A study finds among patients with familial amyloid polyneuropathy, a lethal, genetic neurodegenerative disease, use of the nonsteroidal anti-inflammatory agent diflunisal compared with placebo for 2 years reduced the rate of progression in neurological impairment and preserved quality of life. The study will appear in the December 25 issue of JAMA.
Familial amyloid polyneuropathy is characterized by progressive neurologic deficits and disability which prove fatal if left untreated. Fewer than 10,000 people are estimated to be clinically affected worldwide, according to background information in the article. Diflunisal showed potential benefit in a phase 1 study.

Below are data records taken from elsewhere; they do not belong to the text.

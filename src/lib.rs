#![forbid(unsafe_code)]
//! # plasmid
//!
//! An ordered registry of **gene records** making up a plasmid, with 1-based
//! positional insert/delete/edit, bulk loading from `name,sequence,function`
//! CSV, a plasmid map report, and **PCR primer** derivation from a gene's
//! template sequence.
//!
//! ## Layout
//! - [`sequence`]: arena-backed doubly-linked sequence with stable handles.
//! - [`gene`]: the [`Gene`] record and its all-or-nothing field replacement.
//! - [`plasmid`]: the [`Plasmid`] registry built on the two above.
//! - [`primer`]: forward / reverse-complement primer design.
//! - [`load`] and [`report`]: CSV input and map report output.
//! - [`shell`]: the interactive numbered menu used by the `plasmid` binary.
//!
//! ## Examples
//! ```rust
//! let mut p = plasmid::Plasmid::new();
//! p.add_gene("ori", "ACGTACGT", "origin of replication", 1).unwrap();
//! p.add_gene("ampR", "AATTCCGG", "ampicillin resistance", 2).unwrap();
//!
//! let pair = p.design_primers_at(2, 3).unwrap();
//! assert_eq!(pair.forward, "AAT");
//! assert_eq!(pair.reverse, "CCG");
//!
//! let spans: Vec<_> = p.gene_spans().map(|s| (s.start, s.end)).collect();
//! assert_eq!(spans, [(1, 8), (9, 16)]);
//! ```
//!
//! Positions past the end of the plasmid are accepted by
//! [`Plasmid::add_gene`] and behave as an append; lookups, edits and
//! deletions at such positions fail with [`PlasmidError::PositionNotFound`].

pub mod error;
pub mod sequence;
pub mod gene;
pub mod plasmid;
pub mod primer;
pub mod load;
pub mod report;
pub mod shell;

pub use error::PlasmidError;
pub use gene::Gene;
pub use plasmid::{GeneSpan, Plasmid};
pub use primer::{design_primers, PrimerPair};
pub use load::{load_csv, LoadSummary};
pub use report::save_report;

/// Crate version string (from `CARGO_PKG_VERSION`).
pub const VERSION: &str = env!("CARGO_PKG_VERSION");

/// Convenience: `(index, name, length, start, end)` rows for every gene (for CLI/UX).
pub fn gene_rows(p: &Plasmid) -> Vec<(usize, String, usize, usize, usize)> {
    p.gene_spans()
        .map(|s| (s.index, s.gene.name().to_string(), s.gene.sequence_len(), s.start, s.end))
        .collect()
}

#[cfg(test)]
mod cli_support_tests {
    use super::*;

    #[test]
    fn rows_follow_traversal_order() {
        let mut p = Plasmid::new();
        p.add_gene("b", "CCC", "", 1).unwrap();
        p.add_gene("a", "AAAAA", "", 1).unwrap();
        let rows = gene_rows(&p);
        assert_eq!(rows, vec![(1, "a".to_string(), 5, 1, 5), (2, "b".to_string(), 3, 6, 8)]);
    }
}
//! The plasmid registry: an ordered collection of [`Gene`] records.
//!
//! All addressing is by 1-based position in current traversal order, resolved
//! by walking from the first gene. Multi-step mutations are all-or-nothing:
//! when `add_gene` or `edit_gene` fails, the plasmid is exactly as before.
use log::debug;

use crate::error::{PlasmidError, Result};
use crate::gene::Gene;
use crate::primer::{self, PrimerPair};
use crate::sequence::{NodeHandle, OrderedSequence};

/// Where one gene sits in the concatenated plasmid sequence (1-based, inclusive).
#[derive(Clone, Copy, Debug, Eq, PartialEq)]
pub struct GeneSpan<'a> {
    /// 1-based position of the gene in the plasmid.
    pub index: usize,
    pub gene: &'a Gene,
    pub start: usize,
    /// `start - 1` for a gene with an empty sequence.
    pub end: usize,
}

/// Ordered gene registry.
///
/// # Examples
/// ```
/// let mut p = plasmid::Plasmid::new();
/// p.add_gene("ori", "ACGTA", "origin", 1).unwrap();
/// p.add_gene("ampR", "GGC", "resistance", 99).unwrap();
/// assert_eq!(p.gene_at(2).unwrap().name(), "ampR");
/// assert_eq!(p.total_sequence_length(), 8);
/// ```
#[derive(Debug, Default)]
pub struct Plasmid {
    genes: OrderedSequence<Gene>,
}

impl Plasmid {
    /// Create an empty plasmid.
    pub fn new() -> Self { Self::default() }

    /// Number of genes.
    pub fn len(&self) -> usize { self.genes.len() }

    pub fn is_empty(&self) -> bool { self.genes.is_empty() }

    /// Insert a new gene at `position`.
    ///
    /// `position <= 1` inserts first; a position past the end appends.
    pub fn add_gene(&mut self, name: &str, sequence: &str, function: &str, position: usize) -> Result<()> {
        let gene = Gene::new(name, sequence, function)?;
        self.genes.insert_at(gene, position)?;
        debug!("added gene '{}' at requested position {}", name, position);
        Ok(())
    }

    /// Remove the first gene (from the start) whose name equals `name` exactly.
    pub fn delete_gene_by_name(&mut self, name: &str) -> Result<Gene> {
        let handle = self
            .genes
            .handles()
            .find(|h| self.genes.get(*h).is_some_and(|g| g.name() == name))
            .ok_or_else(|| PlasmidError::NameNotFound(name.to_string()))?;
        let gene = self.genes.remove(handle)?;
        debug!("deleted gene '{}'", gene.name());
        Ok(gene)
    }

    /// Remove the gene at `position`.
    pub fn delete_gene_at(&mut self, position: usize) -> Result<Gene> {
        let handle = self.handle_at(position)?;
        let gene = self.genes.remove(handle)?;
        debug!("deleted gene '{}' at position {}", gene.name(), position);
        Ok(gene)
    }

    /// Read-only view of the gene at `position`.
    pub fn gene_at(&self, position: usize) -> Result<&Gene> {
        let handle = self.handle_at(position)?;
        self.genes.get(handle).ok_or(PlasmidError::PositionNotFound(position))
    }

    /// Replace name, sequence and function of the gene at `position`.
    pub fn edit_gene(&mut self, position: usize, name: &str, sequence: &str, function: &str) -> Result<()> {
        let handle = self.handle_at(position)?;
        let gene = self.genes.get_mut(handle).ok_or(PlasmidError::PositionNotFound(position))?;
        gene.replace_fields(name, sequence, function)?;
        debug!("edited gene at position {} -> '{}'", position, name);
        Ok(())
    }

    /// `(position, gene)` pairs in traversal order, positions starting at 1.
    pub fn enumerate(&self) -> impl Iterator<Item = (usize, &Gene)> + '_ {
        self.genes.iter().enumerate().map(|(i, g)| (i + 1, g))
    }

    /// Genes in traversal order.
    pub fn genes(&self) -> impl DoubleEndedIterator<Item = &Gene> + '_ { self.genes.iter() }

    /// Sum of all sequence lengths.
    pub fn total_sequence_length(&self) -> usize {
        self.genes.iter().map(Gene::sequence_len).sum()
    }

    /// Every gene with its start/end offsets inside the concatenated sequence.
    ///
    /// Gene *i* starts at `1 + sum(len of genes before it)` and ends at
    /// `start + len - 1`.
    pub fn gene_spans(&self) -> impl Iterator<Item = GeneSpan<'_>> + '_ {
        let mut start = 1;
        self.enumerate().map(move |(index, gene)| {
            let span = GeneSpan { index, gene, start, end: start + gene.sequence_len() - 1 };
            start += gene.sequence_len();
            span
        })
    }

    /// All sequences joined in order, no separator.
    pub fn concatenated_sequence(&self) -> String {
        let mut out = String::with_capacity(self.total_sequence_length());
        for g in self.genes.iter() {
            out.push_str(g.sequence());
        }
        out
    }

    /// Primer pair for the gene at `position`.
    ///
    /// A missing gene is reported before an invalid length.
    pub fn design_primers_at(&self, position: usize, primer_length: usize) -> Result<PrimerPair> {
        primer::design_primers(self.gene_at(position)?, primer_length)
    }

    /// Drop every gene.
    pub fn clear(&mut self) {
        let dropped = self.genes.clear();
        debug!("cleared {} genes", dropped.len());
    }

    fn handle_at(&self, position: usize) -> Result<NodeHandle> {
        self.genes.walk_to(position).ok_or(PlasmidError::PositionNotFound(position))
    }
}

impl Drop for Plasmid {
    fn drop(&mut self) {
        if !self.is_empty() {
            self.clear();
        }
    }
}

John L. Berk, M.D., of the Boston University School of Medicine, and colleagues, pursuing the NIH mission to repurpose old drugs, randomized 130 patients from Sweden, Italy, Japan, England, and the United States to receive diflunisal (n=64) or placebo (n=66) twice daily for 2 years to determine the effect of diflunisal on polyneuropathy progression in patients with familial amyloid polyneuropathy.
The authors write that their trial is pivotal for several reasons: it is the first randomized trial involving a broad cross-section of the spectrum of disease; it provides invaluable natural history data on the rate of neurological disease progression; and it establishes that diflunisal, a low-cost treatment, is well tolerated by familial amyloid polyneuropathy patients with a spectrum of neuropathy.
"Although longer-term follow-up studies are needed, these findings suggest benefit of this treatment for familial amyloid polyneuropathy."